Scraping a site with python3.6. I can't progress past the login page

Question

The html form code for the site:

                <form class="m-t" role="form" method="POST" action="">

                <div class="form-group text-left">
                    <label for="username">Username:</label>
                    <input type="text" class="form-control" id="username" name="username" placeholder="" autocomplete="off" required />
                </div>
                <div class="form-group text-left">
                    <label for="password">Password:</label>
                    <input type="password" class="form-control" id="pass" name="pass" placeholder="" autocomplete="off" required />
                </div>

                <input type="hidden" name="token" value="/bGbw4NKFT+Yk11t1bgXYg48G68oUeXcb9N4rQ6cEzE=">
                <button type="submit" name="submit" class="btn btn-primary block full-width m-b">Login</button>

Simple enough so far.
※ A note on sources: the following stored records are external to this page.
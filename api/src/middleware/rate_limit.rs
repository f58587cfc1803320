use axum::http::Response;
use tower_governor::{
    GovernorError, GovernorLayer, governor::GovernorConfigBuilder,
    key_extractor::SmartIpKeyExtractor,
};

type RateLimitLayer =
    GovernorLayer<SmartIpKeyExtractor, governor::middleware::NoOpMiddleware, axum::body::Body>;

/// Rate limit for the ops read surface (mitigations, cases, metrics):
/// 120 requests/minute per IP.
pub fn ops_read_layer() -> RateLimitLayer {
    GovernorLayer::new(
        GovernorConfigBuilder::default()
            .per_millisecond(500) // 120 per minute = 2 per second replenish
            .burst_size(30)
            .key_extractor(SmartIpKeyExtractor)
            .finish()
            .expect("invalid governor config for ops_read"),
    )
    .error_handler(json_error_handler)
}

/// Rate limit for feedback submission: 30 requests per minute per IP.
pub fn feedback_layer() -> RateLimitLayer {
    GovernorLayer::new(
        GovernorConfigBuilder::default()
            .per_second(2)
            .burst_size(30)
            .key_extractor(SmartIpKeyExtractor)
            .finish()
            .expect("invalid governor config for feedback"),
    )
    .error_handler(json_error_handler)
}

/// Rate limit for challenge-token issuance: 10 requests per minute per IP.
/// Minting is cheap but each token clears a captcha wall, so keep it slow.
pub fn challenge_layer() -> RateLimitLayer {
    GovernorLayer::new(
        GovernorConfigBuilder::default()
            .per_second(6)
            .burst_size(10)
            .key_extractor(SmartIpKeyExtractor)
            .finish()
            .expect("invalid governor config for challenge"),
    )
    .error_handler(json_error_handler)
}

/// Custom error handler that returns JSON in ApiError format with Retry-After header.
fn json_error_handler(err: GovernorError) -> Response<axum::body::Body> {
    let (status, retry_after, message) = match err {
        GovernorError::TooManyRequests { wait_time, .. } => (
            axum::http::StatusCode::TOO_MANY_REQUESTS,
            wait_time.to_string(),
            format!("Too many requests. Retry after {wait_time} seconds."),
        ),
        GovernorError::UnableToExtractKey => (
            axum::http::StatusCode::INTERNAL_SERVER_ERROR,
            String::new(),
            "Unable to determine client identity for rate limiting".to_string(),
        ),
        GovernorError::Other { code, msg, .. } => {
            (code, String::new(), msg.unwrap_or_default().to_string())
        }
    };

    let request_id = uuid::Uuid::now_v7().to_string();
    let body = serde_json::json!({
        "error": warden_core::error::codes::RATE_LIMITED,
        "message": message,
        "request_id": request_id,
    });

    let mut response = Response::builder()
        .status(status)
        .header("content-type", "application/json")
        .body(axum::body::Body::from(body.to_string()))
        .expect("rate-limit response should build");

    if !retry_after.is_empty()
        && let Ok(value) = retry_after.parse()
    {
        response.headers_mut().insert("retry-after", value);
    }

    response
}
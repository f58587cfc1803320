use regex::Regex;

/// Catch-all bucket. Every request that matches no rule lands here, which
/// keeps category assignment total.
pub const GENERAL: &str = "general";

struct CategoryRule {
    category: String,
    pattern: Regex,
}

/// Deterministic method+path → category mapping used to partition drained
/// batches before classification.
///
/// Rules are matched in order against the haystack `"<METHOD> <path>"`;
/// first match wins, unmatched requests fall into [`GENERAL`]. Two
/// identical requests always map to the same category.
pub struct CategoryMatcher {
    rules: Vec<CategoryRule>,
}

impl CategoryMatcher {
    /// The built-in taxonomy: credential flows vs. data-harvesting surfaces
    /// vs. everything else.
    pub fn with_default_rules() -> Self {
        Self::from_rules(&[
            (
                "auth",
                r"(?i)/(auth|login|logout|register|signup|signin|token|password|session)(/|\?|$)",
            ),
            (
                "search",
                r"(?i)/(search|query|products|catalog|lookup|export)(/|\?|$)",
            ),
        ])
        .expect("default category rules must compile")
    }

    pub fn from_rules(rules: &[(&str, &str)]) -> Result<Self, regex::Error> {
        let rules = rules
            .iter()
            .map(|(category, pattern)| {
                Ok(CategoryRule {
                    category: (*category).to_string(),
                    pattern: Regex::new(pattern)?,
                })
            })
            .collect::<Result<Vec<_>, regex::Error>>()?;
        Ok(Self { rules })
    }

    pub fn categorize(&self, method: &str, path: &str) -> &str {
        let haystack = format!("{method} {path}");
        self.rules
            .iter()
            .find(|rule| rule.pattern.is_match(&haystack))
            .map(|rule| rule.category.as_str())
            .unwrap_or(GENERAL)
    }

    /// All categories a record can land in, catch-all included. Drives
    /// ruleset loading.
    pub fn categories(&self) -> Vec<&str> {
        let mut categories: Vec<&str> = self.rules.iter().map(|r| r.category.as_str()).collect();
        categories.push(GENERAL);
        categories.dedup();
        categories
    }
}

#[cfg(test)]
mod tests {
    use super::{CategoryMatcher, GENERAL};

    #[test]
    fn credential_paths_map_to_auth() {
        let matcher = CategoryMatcher::with_default_rules();
        for path in ["/login", "/v1/auth/token", "/api/register", "/LOGIN"] {
            assert_eq!(matcher.categorize("POST", path), "auth", "{path}");
        }
    }

    #[test]
    fn harvesting_paths_map_to_search() {
        let matcher = CategoryMatcher::with_default_rules();
        assert_eq!(matcher.categorize("POST", "/search"), "search");
        assert_eq!(matcher.categorize("GET", "/api/products?page=4"), "search");
    }

    #[test]
    fn unmatched_paths_fall_into_the_catch_all() {
        let matcher = CategoryMatcher::with_default_rules();
        assert_eq!(matcher.categorize("GET", "/v1/widgets/42"), GENERAL);
        assert_eq!(matcher.categorize("DELETE", "/"), GENERAL);
    }

    #[test]
    fn assignment_is_deterministic_and_first_match_wins() {
        let matcher = CategoryMatcher::from_rules(&[
            ("writes", r"^(POST|PUT|PATCH) "),
            ("search", r"/search"),
        ])
        .expect("rules should compile");
        // POST /search hits the method rule first, every time.
        for _ in 0..3 {
            assert_eq!(matcher.categorize("POST", "/search"), "writes");
        }
        assert_eq!(matcher.categorize("GET", "/search"), "search");
    }

    #[test]
    fn categories_include_the_catch_all() {
        let matcher = CategoryMatcher::with_default_rules();
        assert_eq!(matcher.categories(), vec!["auth", "search", GENERAL]);
    }
}
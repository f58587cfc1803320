use axum::extract::State;
use axum::http::StatusCode;
use axum::response::IntoResponse;
use axum::{Json, Router, routing::get};

use crate::HealthResponse;
use crate::state::AppState;

pub fn router() -> Router<AppState> {
    Router::new().route("/health", get(health_check))
}

/// Health check endpoint — verifies the API and, when configured, the
/// durable case store. The guard itself has no other external dependency
/// on the hot path.
#[utoipa::path(
    get,
    path = "/health",
    responses(
        (status = 200, description = "Service is healthy", body = HealthResponse),
        (status = 503, description = "Service is unhealthy", body = HealthResponse)
    ),
    tag = "system"
)]
pub async fn health_check(State(state): State<AppState>) -> impl IntoResponse {
    let db_ok = match &state.db {
        Some(pool) => {
            sqlx::query_scalar::<_, i32>("SELECT 1")
                .fetch_one(pool)
                .await
                .is_ok()
        }
        None => true,
    };

    let status = if db_ok { "ok" } else { "degraded" };
    let http_status = if db_ok {
        StatusCode::OK
    } else {
        StatusCode::SERVICE_UNAVAILABLE
    };

    (
        http_status,
        Json(HealthResponse {
            status: status.to_string(),
            version: env!("CARGO_PKG_VERSION").to_string(),
        }),
    )
}
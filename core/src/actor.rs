use std::fmt;
use std::net::IpAddr;
use std::str::FromStr;

use serde::{Deserialize, Serialize};
use utoipa::ToSchema;

/// The entity a mitigation applies to. Requests carrying the same identity —
/// whether a client IP or an account id — escalate together.
///
/// The canonical string form (`ip:203.0.113.7`, `account:mallory`) is what
/// appears in API paths and persisted rows.
#[derive(Debug, Clone, PartialEq, Eq, Hash, Serialize, Deserialize, ToSchema)]
#[serde(tag = "kind", content = "id", rename_all = "lowercase")]
pub enum ActorIdentity {
    #[schema(value_type = String)]
    Ip(IpAddr),
    Account(String),
}

impl ActorIdentity {
    pub fn kind(&self) -> &'static str {
        match self {
            ActorIdentity::Ip(_) => "ip",
            ActorIdentity::Account(_) => "account",
        }
    }
}

impl fmt::Display for ActorIdentity {
    fn fmt(&self, f: &mut fmt::Formatter<'_>) -> fmt::Result {
        match self {
            ActorIdentity::Ip(addr) => write!(f, "ip:{addr}"),
            ActorIdentity::Account(id) => write!(f, "account:{id}"),
        }
    }
}

#[derive(Debug, thiserror::Error)]
#[error("invalid actor identity '{0}', expected ip:<addr> or account:<id>")]
pub struct ParseActorError(String);

impl FromStr for ActorIdentity {
    type Err = ParseActorError;

    fn from_str(value: &str) -> Result<Self, Self::Err> {
        match value.split_once(':') {
            Some(("ip", rest)) => rest
                .parse::<IpAddr>()
                .map(ActorIdentity::Ip)
                .map_err(|_| ParseActorError(value.to_string())),
            Some(("account", rest)) if !rest.is_empty() => {
                Ok(ActorIdentity::Account(rest.to_string()))
            }
            _ => Err(ParseActorError(value.to_string())),
        }
    }
}
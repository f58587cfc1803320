use std::collections::HashMap;
use std::sync::Arc;
use std::time::Duration;

use chrono::Utc;
use tokio::sync::RwLock;

use warden_core::actor::ActorIdentity;
use warden_core::mitigation::{ActiveMitigation, MitigationLevel};

/// Live mitigation table sitting on the request hot path.
///
/// Reads take the shared lock only and are sub-millisecond under
/// contention. An entry whose expiry has passed is treated as absent at
/// read time; the background sweep evicts stale entries lazily. Writes
/// replace the whole entry, so a calibrator write racing a gate read
/// resolves last-write-wins with no torn state.
#[derive(Clone, Default)]
pub struct MitigationStore {
    entries: Arc<RwLock<HashMap<ActorIdentity, ActiveMitigation>>>,
}

impl MitigationStore {
    pub fn new() -> Self {
        Self::default()
    }

    /// Unexpired mitigation for the actor, if any.
    pub async fn get(&self, actor: &ActorIdentity) -> Option<ActiveMitigation> {
        let now = Utc::now();
        let entries = self.entries.read().await;
        entries
            .get(actor)
            .filter(|m| !m.is_expired_at(now))
            .cloned()
    }

    /// The strictest unexpired mitigation across several identities of the
    /// same caller (a request carries an IP and possibly an account; the
    /// higher punishment wins).
    pub async fn strictest(&self, actors: &[ActorIdentity]) -> Option<ActiveMitigation> {
        let now = Utc::now();
        let entries = self.entries.read().await;
        actors
            .iter()
            .filter_map(|actor| entries.get(actor))
            .filter(|m| !m.is_expired_at(now))
            .max_by_key(|m| m.level)
            .cloned()
    }

    /// Commit a mitigation. Last write wins; at most one entry per actor.
    pub async fn set(&self, mitigation: ActiveMitigation) {
        let mut entries = self.entries.write().await;
        entries.insert(mitigation.actor.clone(), mitigation);
    }

    /// Operator override or episode reset. Returns the lifted entry.
    pub async fn remove(&self, actor: &ActorIdentity) -> Option<ActiveMitigation> {
        let mut entries = self.entries.write().await;
        entries.remove(actor)
    }

    /// All unexpired mitigations, newest first.
    pub async fn snapshot(&self) -> Vec<ActiveMitigation> {
        let now = Utc::now();
        let entries = self.entries.read().await;
        let mut active: Vec<ActiveMitigation> = entries
            .values()
            .filter(|m| !m.is_expired_at(now))
            .cloned()
            .collect();
        active.sort_by(|a, b| b.applied_at.cmp(&a.applied_at));
        active
    }

    /// Count of unexpired mitigations per level, in ladder order.
    pub async fn level_totals(&self) -> Vec<(MitigationLevel, usize)> {
        let now = Utc::now();
        let entries = self.entries.read().await;
        MitigationLevel::ALL
            .into_iter()
            .filter(|level| *level != MitigationLevel::None)
            .map(|level| {
                let count = entries
                    .values()
                    .filter(|m| m.level == level && !m.is_expired_at(now))
                    .count();
                (level, count)
            })
            .collect()
    }

    /// Evict expired entries. Returns how many were removed.
    pub async fn sweep(&self) -> usize {
        let now = Utc::now();
        let mut entries = self.entries.write().await;
        let before = entries.len();
        entries.retain(|_, m| !m.is_expired_at(now));
        before - entries.len()
    }

    /// Periodic eviction so expired entries do not accumulate. Expiry
    /// correctness never depends on this — reads already skip stale
    /// entries.
    pub fn spawn_sweeper(&self, every: Duration) -> tokio::task::JoinHandle<()> {
        let store = self.clone();
        tokio::spawn(async move {
            let mut ticker = tokio::time::interval(every);
            ticker.set_missed_tick_behavior(tokio::time::MissedTickBehavior::Delay);
            loop {
                ticker.tick().await;
                let evicted = store.sweep().await;
                if evicted > 0 {
                    tracing::debug!(evicted, "swept expired mitigations");
                }
            }
        })
    }
}
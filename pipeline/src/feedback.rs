use std::sync::Arc;

use uuid::Uuid;

use warden_core::verdict::{CalibratedCase, FeedbackLabel};

use crate::error::{FeedbackError, MemoryError};
use crate::memory::CaseMemory;
use crate::metrics::{GuardMetrics, bump};

/// Out-of-band channel for human judgments on past decisions.
///
/// Feedback only ever touches case memory: it never rewrites a committed
/// mitigation, it changes what future calibrations retrieve. Attachment is
/// idempotent — resubmitting the same judgment leaves the store unchanged,
/// and a change of mind simply overwrites (last write wins).
#[derive(Clone)]
pub struct FeedbackChannel {
    memory: CaseMemory,
    metrics: Arc<GuardMetrics>,
}

impl FeedbackChannel {
    pub fn new(memory: CaseMemory, metrics: Arc<GuardMetrics>) -> Self {
        Self { memory, metrics }
    }

    pub async fn submit(
        &self,
        case_id: Uuid,
        correct: bool,
    ) -> Result<CalibratedCase, FeedbackError> {
        let label = if correct {
            FeedbackLabel::Correct
        } else {
            FeedbackLabel::Incorrect
        };
        match self.memory.attach_feedback(case_id, label).await {
            Ok(case) => {
                bump(&self.metrics.feedback_received);
                tracing::info!(
                    case_id = %case_id,
                    label = label.as_str(),
                    level = case.final_level.as_str(),
                    "feedback recorded"
                );
                Ok(case)
            }
            Err(MemoryError::NotFound(id)) => Err(FeedbackError::NotFound(id)),
            Err(err) => {
                tracing::error!(case_id = %case_id, error = %err, "feedback could not be stored");
                Err(FeedbackError::Storage(err))
            }
        }
    }
}

#[cfg(test)]
mod tests {
    use super::FeedbackChannel;
    use crate::error::FeedbackError;
    use crate::memory::CaseMemory;
    use crate::metrics::GuardMetrics;
    use chrono::Utc;
    use std::sync::Arc;
    use uuid::Uuid;
    use warden_core::actor::ActorIdentity;
    use warden_core::mitigation::MitigationLevel;
    use warden_core::verdict::{CalibratedCase, CalibrationDecision, FeedbackLabel};

    #[tokio::test]
    async fn submitting_twice_equals_submitting_once() {
        let memory = CaseMemory::in_memory();
        let case = CalibratedCase {
            id: Uuid::now_v7(),
            created_at: Utc::now(),
            actor: ActorIdentity::Account("mallory".into()),
            category: "auth".into(),
            fingerprint: "auth burst".into(),
            rationale: "burst".into(),
            suggested_level: MitigationLevel::TempBlock,
            final_level: MitigationLevel::TempBlock,
            decision: CalibrationDecision::Kept,
            feedback: None,
            feedback_at: None,
        };
        memory.insert(&case).await.expect("insert should succeed");
        let channel = FeedbackChannel::new(memory.clone(), Arc::new(GuardMetrics::default()));

        channel.submit(case.id, false).await.expect("first submit should succeed");
        let repeat = channel.submit(case.id, false).await.expect("second submit should succeed");
        assert_eq!(repeat.feedback, Some(FeedbackLabel::Incorrect));
        assert_eq!(memory.count().await.expect("count should succeed"), 1);
    }

    #[tokio::test]
    async fn unknown_case_is_reported_not_thrown() {
        let channel =
            FeedbackChannel::new(CaseMemory::in_memory(), Arc::new(GuardMetrics::default()));
        let result = channel.submit(Uuid::now_v7(), true).await;
        assert!(matches!(result, Err(FeedbackError::NotFound(_))));
    }
}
I've scraped a number of sites in the past without issue.

I have tried: selenium, mechanize(albeit had to drop back to earlier version of python), mechanicalsoup, requests.

I have read: multiple posts here on SO as well as: https://kazuar.github.io/scraping-tutorial/ http://docs.python-requests.org/en/latest/user/advanced/#session-objects and many many more.

Sample code:

import requests
from lxml import html
session_requests = requests.session()
result = session_requests.get(url)
tree = html.fromstring(result.text)
authenticity_token = list(set(tree.xpath("//input[@name='token']/@value")))[0]
result = session_requests.post(
    url, 
    data = payload, 
    headers = dict(referer=url)
)
result = session_requests.get(url3)
print(result.text)

and

import mechanicalsoup
import requests
from http import cookiejar

c = cookiejar.CookieJar()
s = requests.Session()
s.cookies = c
browser = mechanicalsoup.Browser(session=s)

login_page = browser.get(url)

login_form = login_page.soup.find('form', {'method':'POST'})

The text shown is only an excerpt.